What name do you use for God in your prayer life?


This, then, is how you should pray: 'Our Father in heaven, hallowed be your name' - Matthew 6:9

“Hallowed be thy name.”  This word, “Hallowed,” has its roots in Old English, but remains in the modern New International Version Bible.  Why?  Well, for one, we are all familiar with its use in the Lord’s Prayer.  For another, there is no other modern word that accurately reflects its meaning. According to Webster’s, the term hallowed means “to make holy (exalted or worthy of complete devotion); to venerate (to honor with a ritual act of devotion).”  So “hallowed” means to put above all things with complete devotion.  God is worthy of such devotion.

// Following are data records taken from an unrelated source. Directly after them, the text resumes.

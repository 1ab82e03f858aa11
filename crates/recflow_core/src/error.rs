//! Error types for record streams.

use thiserror::Error;

/// Result type for stream and operation results.
pub type FlowResult<T> = Result<T, FlowError>;

/// Errors surfaced by record streams.
///
/// Consumer cancellation is not an error: a cancelled stream simply stops
/// emitting.
#[derive(Error, Debug, Clone, PartialEq, Eq)]
pub enum FlowError {
    /// Transport or service error reported by the remote call.
    #[error("service error: {message}")]
    Service {
        /// Error message.
        message: String,
        /// Whether the caller may retry the operation.
        retryable: bool,
    },

    /// A single item failed inside an otherwise succeeding batch.
    #[error("item {key} failed: {message}")]
    ItemFailed {
        /// Display form of the item key.
        key: String,
        /// Error message.
        message: String,
    },

    /// The item key is absent from the backing collection.
    #[error("item not found: {key}")]
    NotFound {
        /// Display form of the missing key.
        key: String,
    },

    /// The remote callback reported neither a result nor an error.
    #[error("operation finished without a result")]
    MissingResult,

    /// Invalid operation configuration.
    #[error("invalid configuration: {0}")]
    InvalidConfig(String),

    /// The remote service rejected the request as malformed.
    #[error("operation rejected: {0}")]
    Rejected(String),
}

impl FlowError {
    /// Creates a retryable service error.
    pub fn service_retryable(message: impl Into<String>) -> Self {
        Self::Service {
            message: message.into(),
            retryable: true,
        }
    }

    /// Creates a non-retryable service error.
    pub fn service_fatal(message: impl Into<String>) -> Self {
        Self::Service {
            message: message.into(),
            retryable: false,
        }
    }

    /// Creates a partial-item error.
    pub fn item_failed(key: impl ToString, message: impl Into<String>) -> Self {
        Self::ItemFailed {
            key: key.to_string(),
            message: message.into(),
        }
    }

    /// Creates a not-found error.
    pub fn not_found(key: impl ToString) -> Self {
        Self::NotFound {
            key: key.to_string(),
        }
    }

    /// Returns true if the caller may retry the operation.
    ///
    /// Nothing inside this crate retries; the flag is informational.
    pub fn is_retryable(&self) -> bool {
        match self {
            FlowError::Service { retryable, .. } => *retryable,
            _ => false,
        }
    }

    /// Returns true if the error is scoped to one item rather than the batch.
    pub fn is_item_scoped(&self) -> bool {
        matches!(self, FlowError::ItemFailed { .. } | FlowError::NotFound { .. })
    }
}

/// Converts a nullable `(result, error)` callback pair into a result.
///
/// The error wins when both are present. When both are absent the outcome
/// is [`FlowError::MissingResult`].
pub fn outcome_from_parts<T>(result: Option<T>, error: Option<FlowError>) -> FlowResult<T> {
    match (result, error) {
        (_, Some(error)) => Err(error),
        (Some(result), None) => Ok(result),
        (None, None) => Err(FlowError::MissingResult),
    }
}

Recall our study earlier this year when we examined the 10 commandments.  In Exodus 20:7 God commanded his people “You shall not misuse the name of the Lord your God, for the Lord will not hold anyone guiltless who misuses his name.”  Jesus reminds us in the Lord’s prayer that His name is to be exalted and revered.  When we pray, we form a personal communication between us and God. And the phrase “hallowed be thy name” helps put that communication in perspective.  It takes the focus off of us and places it on God. 

We recently did a book study about prayer in a small group here at Arcola.  The book was called “Too Busy Not to Pray,” by Bill Hybels.  In this book he lays out a simple pattern for prayer called ACTS:  Adoration (entering Holy space); Confession (naming our faults); Thanksgiving (expressing gratitude); and Supplication (petitions asking for help).  “Hallowed by thy name” aligns with the first stage – Adoration.  Adoration sets the tone for the entire prayer.  It comes at the beginning of prayer before any petitions (give us this day our daily bread) or confessions (forgive us our trespasses).  There is a reason for this.  It reminds us that we are in the presence of the Holy One.  When we talk to God, it is different than an everyday casual conversation with a friend.  God is the all-knowing, all-powerful creator of the universe.

During adoration, we can praise God for who he is, acknowledging his attributes such as being faithful, righteous, just, merciful, gracious, willing to provide, attentive and unchanging.  We could also read aloud a psalm of praise such as Luke 1:45-55 (the Magnificat).  Our heavenly Father is worthy of our worship.  We should respect his presence and recognize his magnificence.


Heavenly Father, we thank you for this day and every day.  As we pray, help us to praise and exult your hallowed name, and to set our heart and mind in communion with you.  During this time together, help us to feel your spirit, your presence, and your guidance for our lives.